Let me know in the comments below.
Need help with Linear Algebra for Machine Learning?
Take my free 7-day email crash course now (with sample code).
Click to sign-up and also get a free PDF Ebook version of the course.
1. Dataset and Data Files
In machine learning, you fit a model on a dataset.
This is the table-like set of numbers where each row represents an observation and each column represents a feature of the observation.
For example, below is a snippet of the Iris flowers dataset:
This data is in fact a matrix: a key data structure in linear algebra.
Further, when you split the data into inputs and outputs to fit a supervised machine learning model, such as the measurements and the flower species, you have a matrix (X) and a vector (y). The vector is another key data structure in linear algebra.
Each row has the same length, i.e. the same number of columns, therefore we can say that the data is vectorized where rows can be provided to a model one at a time or in a batch and the model can be pre-configured to expect rows of a fixed width.
For help loading data files as NumPy arrays, see the tutorial:
2. Images and Photographs
Perhaps you are more used to working with images or photographs in computer vision applications.
Each image that you work with is itself a table structure with a width and height and one pixel value in each cell for black and white images or 3 pixel values in each cell for a color image.
A photo is yet another example of a matrix from linear algebra.
Operations on the image, such as cropping, scaling, shearing, and so on are all described using the notation and operations of linear algebra.
For help loading images as NumPy arrays, see the tutorial:
3. One Hot Encoding
Sometimes you work with categorical data in machine learning.
Perhaps the class labels for classification problems, or perhaps categorical input variables.
It is common to encode categorical variables to make them easier to work with and learn by some techniques. A popular encoding for categorical variables is the one hot encoding.
A one hot encoding is where a table is created to represent the variable with one column for each category and a row for each example in the dataset. A check, or one-value, is added in the column for the categorical value for a given row, and a zero-value is added to all other columns.
For example, the color variable with the 3 rows:
Might be encoded as:
red, green, blue
1, 0, 0
0, 1, 0
0, 0, 1
Each row is encoded as a binary vector, a vector with zero or one values and this is an example of a sparse representation, a whole sub-field of linear algebra.
For more on one hot encoding, see the tutorial:
4. Linear Regression
Linear regression is an old method from statistics for describing the relationships between variables.

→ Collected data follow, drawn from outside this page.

//! `show queue counters` and `show queue watermark`.
//!
//! Queues are named `<port><sep><index>` in COUNTERS_QUEUE_NAME_MAP, where
//! `<sep>` is the COUNTERS_DB key separator.

use super::{
    requested_interfaces, resolve_interfaces, OPTION_INTERFACES, OPTION_NONZERO,
    OPTION_QUEUE_TYPE, OPTION_TRIM,
};
use crate::cache::{QueueType, COUNTERS_QUEUE_NAME_MAP};
use crate::context::ShowContext;
use crate::counters::{field_or_missing, COUNTERS_TABLE};
use crate::db::{self, Database, DbFacade, Fields, TableSelector};
use crate::error::ShowResult;
use crate::naming::NamingMode;
use crate::response::to_json;
use sonic_cli_dispatch::{CmdArgs, CommandError, CommandResult, OptionMap};
use std::collections::BTreeMap;
use std::sync::Arc;
use tracing::{debug, warn};

const USER_WATERMARKS_TABLE: &str = "USER_WATERMARKS";
const SHARED_WATERMARK_BYTES: &str = "SAI_QUEUE_STAT_SHARED_WATERMARK_BYTES";
const QUEUE_STAT_PREFIX: &str = "SAI_QUEUE_STAT_";
const PERIODIC_SUFFIX: &str = "periodic";

/// Output column, source stat and whether it belongs to the trimming group.
const QUEUE_COUNTERS: [(&str, &str, bool); 11] = [
    ("Counter/pkts", "PACKETS", false),
    ("Counter/bytes", "BYTES", false),
    ("Drop/pkts", "DROPPED_PACKETS", false),
    ("Drop/bytes", "DROPPED_BYTES", false),
    ("Trim/pkts", "TRIM_PACKETS", true),
    ("TrimSent/pkts", "TX_TRIM_PACKETS", true),
    ("TrimDrop/pkts", "DROPPED_TRIM_PACKETS", true),
    ("WredDrp/pkts", "WRED_DROPPED_PACKETS", false),
    ("WredDrp/bytes", "WRED_DROPPED_BYTES", false),
    ("EcnMarked/pkts", "WRED_ECN_MARKED_PACKETS", false),
    ("EcnMarked/bytes", "WRED_ECN_MARKED_BYTES", false),
];

type QueueRow = BTreeMap<&'static str, String>;

/// Renders one queue's counters. With `nonzero`, absent and zero values are
/// left out instead of reported.
pub fn queue_counter_row(counters: &Fields, only_trim: bool, only_nonzero: bool) -> QueueRow {
    QUEUE_COUNTERS
        .iter()
        .filter(|(_, _, trim)| !only_trim || *trim)
        .filter_map(|(column, stat, _)| {
            let stat = format!("{}{}", QUEUE_STAT_PREFIX, stat);
            if only_nonzero {
                counters
                    .get(&stat)
                    .filter(|v| !v.is_empty() && v.as_str() != "0")
                    .map(|v| (*column, v.clone()))
            } else {
                Some((*column, field_or_missing(counters, &stat)))
            }
        })
        .collect()
}

/// Queues of the selected ports. No ports means every front panel port.
async fn selected_queues(
    facade: &dyn DbFacade,
    separator: &str,
    ports: &[String],
) -> ShowResult<Vec<(String, String)>> {
    let names = db::hash(
        facade,
        TableSelector::table(Database::CountersDb, COUNTERS_QUEUE_NAME_MAP),
    )
    .await?;
    Ok(names
        .into_iter()
        .filter(|(queue, _)| {
            let port = queue.split(separator).next().unwrap_or_default();
            if ports.is_empty() {
                port.starts_with("Ethernet")
            } else {
                ports.iter().any(|p| p == port)
            }
        })
        .collect())
}

async fn stats_for(facade: &dyn DbFacade, table: &str, oid: &str) -> ShowResult<Fields> {
    db::hash(
        facade,
        TableSelector::table(Database::CountersDb, table).with_key(oid),
    )
    .await
}

pub async fn get_queue_counters(
    ctx: Arc<ShowContext>,
    args: CmdArgs,
    options: OptionMap,
) -> CommandResult<Vec<u8>> {
    let mode = NamingMode::from_options(&options)?;
    let ports = resolve_interfaces(&ctx, &requested_interfaces(&args, &options), mode).await?;
    let only_nonzero = options.bool(OPTION_NONZERO).unwrap_or(false);
    let only_trim = options.bool(OPTION_TRIM).unwrap_or(false);

    let facade = ctx.db.as_ref();
    let separator = ctx.caches.counters_separator(facade).await;
    let queues = selected_queues(facade, separator, &ports).await?;

    let mut out: BTreeMap<String, QueueRow> = BTreeMap::new();
    for (queue, oid) in queues {
        if queue.ends_with(PERIODIC_SUFFIX) {
            continue;
        }
        let counters = stats_for(facade, COUNTERS_TABLE, &oid).await?;
        out.insert(queue, queue_counter_row(&counters, only_trim, only_nonzero));
    }

    debug!(queues = out.len(), "Assembled queue counters");
    to_json(&out)
}

/// Which queues a watermark request covers.
fn requested_queue_type(options: &OptionMap) -> CommandResult<Option<QueueType>> {
    match options.string(OPTION_QUEUE_TYPE).unwrap_or("") {
        "all" => Ok(None),
        "unicast" => Ok(Some(QueueType::Unicast)),
        "multicast" => Ok(Some(QueueType::Multicast)),
        other => Err(CommandError::invalid_argument(format!(
            "Invalid queue-type option '{}'. Valid values are 'all', 'unicast', and 'multicast'",
            other
        ))),
    }
}

pub async fn get_queue_user_watermarks(
    ctx: Arc<ShowContext>,
    _args: CmdArgs,
    options: OptionMap,
) -> CommandResult<Vec<u8>> {
    let wanted = requested_queue_type(&options)?;
    let mode = NamingMode::from_options(&options)?;
    let requested = options.strings(OPTION_INTERFACES).unwrap_or_default();
    let ports = resolve_interfaces(&ctx, requested, mode).await?;

    let facade = ctx.db.as_ref();
    let queue_types = ctx.caches.queue_types(facade).await?;
    let separator = ctx.caches.counters_separator(facade).await;
    let queues = selected_queues(facade, separator, &ports).await?;

    let mut out: BTreeMap<String, BTreeMap<String, String>> = BTreeMap::new();
    for (queue, oid) in queues {
        let Some((port, index)) = queue.split_once(separator) else {
            continue;
        };
        let port_entry = out.entry(port.to_string()).or_default();
        let Some(queue_type) = queue_types.get(&queue) else {
            warn!(queue = %queue, "Queue not found in queue-type map");
            continue;
        };
        if wanted.is_some_and(|w| w != *queue_type) {
            continue;
        }
        let watermarks = stats_for(facade, USER_WATERMARKS_TABLE, &oid).await?;
        port_entry.insert(
            format!("{}{}", queue_type.as_str(), index),
            field_or_missing(&watermarks, SHARED_WATERMARK_BYTES),
        );
    }

    debug!(ports = out.len(), "Assembled queue user watermarks");
    to_json(&out)
}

It is often used in machine learning for predicting numerical values in simpler regression problems.
There are many ways to describe and solve the linear regression problem, i.e. finding a set of coefficients that when multiplied by each of the input variables and added together results in the best prediction of the output variable.
If you have used a machine learning tool or library, the most common way of solving linear regression is via a least squares optimization that is solved using matrix factorization methods from linear regression, such as an LU decomposition or a singular-value decomposition, or SVD.
Even the common way of summarizing the linear regression equation uses linear algebra notation:
y = A . b
Where y is the output variable A is the dataset and b are the model coefficients.
For more on linear regression from a linear algebra perspective, see the tutorial:
In applied machine learning, we often seek the simplest possible models that achieve the best skill on our problem.
Simpler models are often better at generalizing from specific examples to unseen data.
In many methods that involve coefficients, such as regression methods and artificial neural networks, simpler models are often characterized by models that have smaller coefficient values.
A technique that is often used to encourage a model to minimize the size of coefficients while it is being fit on data is called regularization. Common implementations include the L2 and L1 forms of regularization.
Both of these forms of regularization are in fact a measure of the magnitude or length of the coefficients as a vector and are methods lifted directly from linear algebra called the vector norm.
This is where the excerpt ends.